▸ Work request
State how many lines in the listing below include the word "XPointerId", and add nothing besides the number.

▸ Source data

#![forbid(unsafe_code)]

//! XPath 1.0 for XML-DSig processing.
//!
//! Covers the expression language used by the XPath Filter and XPath Filter
//! 2.0 transforms: all thirteen axes, the core function library and the
//! XML-DSig `here()` function. Variables are not supported. Also parses the
//! same-document URI forms accepted in `Reference/@URI`.

mod eval;
mod lexer;
mod parser;

pub use eval::{EvalContext, Value, XNode};

use domsig_core::Error;
use roxmltree::Node;

/// A compiled XPath expression.
#[derive(Debug, Clone)]
pub struct XPathExpr {
    source: String,
    expr: parser::Expr,
}

impl XPathExpr {
    pub fn compile(text: &str) -> Result<Self, Error> {
        let tokens = lexer::tokenize(text)?;
        let expr = parser::parse(tokens)?;
        Ok(Self {
            source: text.to_owned(),
            expr,
        })
    }

    pub fn as_str(&self) -> &str {
        &self.source
    }

    /// Evaluate with `node` as the context node.
    pub fn eval<'a, 'i>(
        &self,
        ctx: &EvalContext<'a, 'i>,
        node: XNode<'a, 'i>,
    ) -> Result<Value<'a, 'i>, Error> {
        eval::evaluate(ctx, &self.expr, node)
    }

    /// Evaluate and convert the result with the `boolean()` rules.
    pub fn eval_bool<'a, 'i>(
        &self,
        ctx: &EvalContext<'a, 'i>,
        node: Node<'a, 'i>,
    ) -> Result<bool, Error> {
        Ok(self.eval(ctx, XNode::Node(node))?.to_bool())
    }

    /// Evaluate to a node-set and keep its tree nodes, in document order.
    pub fn select<'a, 'i>(
        &self,
        ctx: &EvalContext<'a, 'i>,
        node: Node<'a, 'i>,
    ) -> Result<Vec<Node<'a, 'i>>, Error> {
        match self.eval(ctx, XNode::Node(node))? {
            Value::NodeSet(nodes) => Ok(nodes.iter().filter_map(XNode::tree_node).collect()),
            _ => Err(Error::XPath(format!(
                "expression does not select nodes: {}",
                self.source
            ))),
        }
    }
}

/// A same-document reference as written in `Reference/@URI`.
#[derive(Debug, Clone, Copy, PartialEq, Eq)]
pub enum SameDocumentRef<'u> {
    /// `""`: the whole document, comments removed.
    WholeDocument,
    /// `#id`: the identified element subtree, comments removed.
    Id(&'u str),
    /// `#xpointer(/)`: the whole document, comments kept.
    XPointerRoot,
    /// `#xpointer(id('id'))`: the identified subtree, comments kept.
    XPointerId(&'u str),
}

impl SameDocumentRef<'_> {
    /// Whether comment nodes survive dereferencing.
    pub fn keeps_comments(&self) -> bool {
        matches!(self, SameDocumentRef::XPointerRoot | SameDocumentRef::XPointerId(_))
    }
}

/// Classify `uri`. Returns `Ok(None)` for anything that is not a
/// same-document reference.
pub fn parse_same_document_ref(uri: &str) -> Result<Option<SameDocumentRef<'_>>, Error> {
    if uri.is_empty() {
        return Ok(Some(SameDocumentRef::WholeDocument));
    }
    let Some(fragment) = uri.strip_prefix('#') else {
        return Ok(None);
    };
    let Some(pointer) = fragment.strip_prefix("xpointer(") else {
        return Ok(Some(SameDocumentRef::Id(fragment)));
    };
    let unsupported = || Error::Dereference {
        uri: uri.to_owned(),
        message: "unsupported XPointer expression".into(),
    };
    let body = pointer.strip_suffix(')').ok_or_else(unsupported)?;
    if body.trim() == "/" {
        return Ok(Some(SameDocumentRef::XPointerRoot));
    }
    let arg = body
        .trim()
        .strip_prefix("id(")
        .and_then(|s| s.strip_suffix(')'))
        .ok_or_else(unsupported)?
        .trim();
    let id = arg
        .strip_prefix('\'')
        .and_then(|s| s.strip_suffix('\''))
        .or_else(|| arg.strip_prefix('"').and_then(|s| s.strip_suffix('"')))
        .ok_or_else(unsupported)?;
    Ok(Some(SameDocumentRef::XPointerId(id)))
}

#[cfg(test)]
mod tests {
    use super::*;

    #[test]
    fn test_same_document_forms() {
        assert_eq!(
            parse_same_document_ref("").unwrap(),
            Some(SameDocumentRef::WholeDocument)
        );
        assert_eq!(
            parse_same_document_ref("#obj").unwrap(),
            Some(SameDocumentRef::Id("obj"))
        );
        assert_eq!(
            parse_same_document_ref("#xpointer(/)").unwrap(),
            Some(SameDocumentRef::XPointerRoot)
        );
        assert_eq!(
            parse_same_document_ref("#xpointer(id('obj'))").unwrap(),
            Some(SameDocumentRef::XPointerId("obj"))
        );
        assert_eq!(
            parse_same_document_ref("#xpointer(id(\"obj\"))").unwrap(),
            Some(SameDocumentRef::XPointerId("obj"))
        );
        assert!(SameDocumentRef::XPointerRoot.keeps_comments());
        assert!(!SameDocumentRef::Id("x").keeps_comments());
    }

    #[test]
    fn test_external_and_unsupported() {
        assert_eq!(parse_same_document_ref("http://example.com/a.xml").unwrap(), None);
        assert!(parse_same_document_ref("#xpointer(//a)").is_err());
    }

    #[test]
    fn test_here_and_select() {
        let xml = r#"<r><a/><XPath>count(ancestor::r)</XPath></r>"#;
        let doc = crate::parse(xml).unwrap();
        let here = doc.descendants().find(|n| n.has_tag_name("XPath")).unwrap();
        let ctx = EvalContext::new(&doc).with_here(here);
        let expr = XPathExpr::compile("here()/preceding-sibling::a").unwrap();
        let nodes = expr.select(&ctx, doc.root()).unwrap();
        assert_eq!(nodes.len(), 1);
        assert_eq!(nodes[0].tag_name().name(), "a");
        assert!(XPathExpr::compile("self::node()")
            .unwrap()
            .eval_bool(&ctx, doc.root())
            .unwrap());
    }
}
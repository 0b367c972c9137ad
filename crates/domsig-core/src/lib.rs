#![forbid(unsafe_code)]

//! Core types for the domsig XML Signature engine.
//!
//! Holds the shared error type, the algorithm identifier constants and the
//! namespace and element names used by every other crate in the workspace.

pub mod algorithm;
pub mod error;
pub mod ns;

pub use error::{Error, Result};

▸ Exercise response
5